The Turnpike Troubadours’ lyric echoes in my ear as I walk, the original stuck to the corner where I heard it, its copies mutating and shifting as the real becomes more distant. “The house I built is burning… the house I built burnin…the house we built…burnin…” It’s sunny and warm here in Providence, but the remnants of the bomb cyclone that stormed away weeks ago still liter the corners. Across the country, my sister’s town is covered in the scar tissue that fills the void burning brings. In Atlanta, there’s still ice on the ground. Before I left, I watched as fire failed to melt the snow around it, my understanding collapsing with each flicker. In between these coasts sit proud mountains stripped of their cold coverings, the snow refusing the peaks’ plea for modesty.
Down in Southeast Atlanta, there’s a park centered around two ponds. The ponds were created by The South River Brick Company, who used the area as a clay quarry. They weren’t the first diggers though—the area around the park had been a quarry as far back as 3000 BC, mostly for soapstone. After SRBC closed down, an African-American family homesteaded there, only for white neighbors to burn their house and chase them out, turning the location into a dumping ground. Years later, after a billionaire philanthropist gave Dekalb County the money to turn the land into a park, local artists started using the remaining trash to create installations. Dolls’ heads and broken brick dot the hiking trail, sitting in old TV’s and playing tricks on the local copperheads. Geese land on the lakes, flapping their wings until they have a readymade whitewater ride. The dead trees have ornate tattoos, the product of termites’ artistic ambitions. Occasionally otters appear, messing with the floodplain in unexpected ways.

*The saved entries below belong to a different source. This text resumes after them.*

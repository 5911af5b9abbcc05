//! View Models
//!
//! The object side of a binding: every view, slot and behavior binds
//! against an `Rc<dyn ViewModel>`. Lifecycle callbacks default to no-ops;
//! a model opts into them through `Capabilities` on its `ModelType`.

use std::cell::RefCell;
use std::rc::Rc;

use once_cell::unsync::OnceCell;
use serde_json::{Map, Value};
use smol::future::{self, BoxedLocal};

use crate::behavior::children::Child;
use crate::behavior::property::PropertyBag;
use crate::view::View;
use crate::view_strategy::ViewStrategy;

/// Object that views and bindings evaluate against
pub type BindingContext = Rc<dyn ViewModel>;

pub trait ViewModel {
    fn created(&self, _view: &Rc<View>) {}

    fn bind(&self, _context: &BindingContext) {}

    fn unbind(&self) {}

    fn attached(&self) {}

    fn detached(&self) {}

    /// Catch-all notification for every bindable property
    fn property_changed(&self, _name: &str, _new_value: &Value, _old_value: &Value) {}

    /// Named change handler, e.g. `valueChanged`
    fn handle_change(&self, _handler: &str, _new_value: &Value, _old_value: &Value) {}

    /// Composition hook run before the view is created
    fn activate(&self, _model: &Value) -> BoxedLocal<()> {
        Box::pin(future::ready(()))
    }

    /// View chosen by the model itself during composition
    fn view_strategy(&self) -> Option<ViewStrategy> {
        None
    }

    /// Receives the observers backing this model's bindable properties
    fn define_properties(&self, _properties: PropertyBag) {}

    /// Observers handed over by `define_properties`, if the model kept them
    fn property_bag(&self) -> Option<PropertyBag> {
        None
    }

    fn get_property(&self, _name: &str) -> Option<Value> {
        None
    }

    /// Elements gathered by a child observer declared as `property`
    fn set_children(&self, _property: &str, _children: Vec<Child>) {}

    /// Returns false when the model has no such property
    fn set_property(&self, _name: &str, _value: Value) -> bool {
        false
    }
}

/// Identity comparison that ignores vtable pointers
pub fn same_context(a: &BindingContext, b: &BindingContext) -> bool {
    std::ptr::eq(
        Rc::as_ptr(a) as *const u8,
        Rc::as_ptr(b) as *const u8,
    )
}

pub(crate) fn same_context_opt(a: Option<&BindingContext>, b: Option<&BindingContext>) -> bool {
    match (a, b) {
        (Some(a), Some(b)) => same_context(a, b),
        (None, None) => true,
        _ => false,
    }
}

/// Plain data context backed by a JSON object. Bindable properties defined
/// on it take precedence over the object's own keys.
#[derive(Default)]
pub struct ObjectContext {
    values: RefCell<Map<String, Value>>,
    properties: OnceCell<PropertyBag>,
}

impl ObjectContext {
    pub fn new(value: Value) -> Rc<Self> {
        let values = match value {
            Value::Object(map) => map,
            _ => Map::new(),
        };
        Rc::new(ObjectContext {
            values: RefCell::new(values),
            properties: OnceCell::new(),
        })
    }

    pub fn empty() -> Rc<Self> {
        Self::new(Value::Object(Map::new()))
    }

    pub fn to_json(&self) -> Value {
        let mut map = self.values.borrow().clone();
        if let Some(properties) = self.properties.get() {
            for name in properties.names() {
                if let Some(value) = properties.get(&name) {
                    map.insert(name, value);
                }
            }
        }
        Value::Object(map)
    }
}

impl ViewModel for ObjectContext {
    fn define_properties(&self, properties: PropertyBag) {
        let _ = self.properties.set(properties);
    }

    fn property_bag(&self) -> Option<PropertyBag> {
        self.properties.get().cloned()
    }

    fn get_property(&self, name: &str) -> Option<Value> {
        if let Some(value) = self.properties.get().and_then(|p| p.get(name)) {
            return Some(value);
        }
        self.values.borrow().get(name).cloned()
    }

    fn set_property(&self, name: &str, value: Value) -> bool {
        if let Some(properties) = self.properties.get() {
            if properties.set(name, value.clone()) {
                return true;
            }
        }
        self.values.borrow_mut().insert(name.to_string(), value);
        true
    }
}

Yet something is off as you walk through, a palpable tension independent of the lifeless eyes that track walkers or the greedy poison ivy that reach for your legs. It comes from the nagging suspicion that though we gave this land back to nature, it didn’t forgive us. Huxley writes that English forests and marshes are “only there on sufferance, because we have chosen out of our good pleasure, to leave them their freedom.” But the truth was these wilds did not accept their enslavement peacefully—it is only now that we begin to see their vengeance manifesting, and so we desperately return what we never actually conquered. What good is a million dollars for a park, when the money came from the system that destroyed it in the first place? Our house is burning; even our most conscientious leaders are doing little more than throwing cups of water on the ever growing flames, knowing damn well it’ll change nothing. They’re in collusion with the fire, just like those in the back dumping gasoline and laughing as the flames grow. They don’t feel the heat, at least not yet. Cotton and linen, the make-up of currency, are mighty fine at cooling.
“And all that trouble you’ve been looking for is easy in the finding
Well the devil’s into fine detail” The Turnpike Troubadours sing. Oh how I wish they were right! The devil Huxley found in nature, the alien distance that fills the tropics with dread, that asserts there is world outside of us we cannot know, is gone. With it is inimical goodness; the devil cannot exist without God to cast him out of heaven. Those details the devil loved—the ice on the corner, the burned out tree, the rock strewn peak—reveal nothing but his retreat. Climate change is the manifestation of capitalism, of our society. Every tree we plant is already dead, stripped of its essence and power.